- _Task prompt_: Give back exactly the line containing "(PlayAI, ElevenLabs, etc.)" together with all the lines after it, ending at the final line below.

=== Section Start ===

/// An inclusive byte range resolved against a resource length
#[derive(Debug, Clone, Copy, PartialEq, Eq)]
pub struct ByteRange {
    pub start: usize,
    pub end: usize,
}

impl ByteRange {
    pub fn len(&self) -> usize {
        self.end - self.start + 1
    }

    pub fn content_range(&self, total: usize) -> String {
        format!("bytes {}-{}/{}", self.start, self.end, total)
    }
}

#[derive(Debug, Clone, Copy, PartialEq, Eq)]
pub enum RangeRequest {
    /// No usable range; serve the whole resource
    Full,
    Partial(ByteRange),
    Unsatisfiable,
}

/// Interpret a `Range` header value for a resource of `total` bytes.
///
/// Only single `bytes=` ranges are honoured; anything malformed or
/// multi-range falls back to the full resource.
pub fn parse_range(header: Option<&str>, total: usize) -> RangeRequest {
    let Some(spec) = header.and_then(|h| h.trim().strip_prefix("bytes=")) else {
        return RangeRequest::Full;
    };
    if spec.contains(',') {
        return RangeRequest::Full;
    }
    let Some((start, end)) = spec.trim().split_once('-') else {
        return RangeRequest::Full;
    };

    match (start.trim(), end.trim()) {
        ("", "") => RangeRequest::Full,
        ("", suffix) => match suffix.parse::<usize>() {
            Ok(0) => RangeRequest::Unsatisfiable,
            Ok(_) if total == 0 => RangeRequest::Unsatisfiable,
            Ok(suffix) => RangeRequest::Partial(ByteRange {
                start: total.saturating_sub(suffix),
                end: total - 1,
            }),
            Err(_) => RangeRequest::Full,
        },
        (start, end) => {
            let Ok(start) = start.parse::<usize>() else {
                return RangeRequest::Full;
            };
            let end = if end.is_empty() {
                None
            } else {
                match end.parse::<usize>() {
                    Ok(end) if end >= start => Some(end),
                    _ => return RangeRequest::Full,
                }
            };

            if start >= total {
                return RangeRequest::Unsatisfiable;
            }

            RangeRequest::Partial(ByteRange {
                start,
                end: end.map_or(total - 1, |end| end.min(total - 1)),
            })
        }
    }
}
use crate::domain::speech::SynthesisParams;
use async_trait::async_trait;
use bytes::Bytes;

/// Repository for TTS synthesis operations.
/// Abstracts the underlying TTS provider (PlayAI, ElevenLabs, etc.)
///
/// Implementations synthesize exactly one chunk per call. Splitting text and
/// merging audio happen upstream, so a provider never sees more than the
/// configured chunk size.
#[async_trait]
pub trait TtsRepository: Send + Sync {
    /// Synthesize one chunk of text
    ///
    /// Returns the provider's complete binary audio for the chunk (MP3 format)
    ///
    /// # Errors
    /// Returns the provider's message when the call is rejected, or a
    /// transport description when the provider is unreachable
    async fn synthesize_chunk(&self, text: &str, params: &SynthesisParams) -> Result<Bytes, String>;
}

=== Section End ===

- _Answer_:
/// Abstracts the underlying TTS provider (PlayAI, ElevenLabs, etc.)
///
/// Implementations synthesize exactly one chunk per call. Splitting text and
/// merging audio happen upstream, so a provider never sees more than the
/// configured chunk size.
#[async_trait]
pub trait TtsRepository: Send + Sync {
    /// Synthesize one chunk of text
    ///
    /// Returns the provider's complete binary audio for the chunk (MP3 format)
    ///
    /// # Errors
    /// Returns the provider's message when the call is rejected, or a
    /// transport description when the provider is unreachable
    async fn synthesize_chunk(&self, text: &str, params: &SynthesisParams) -> Result<Bytes, String>;
}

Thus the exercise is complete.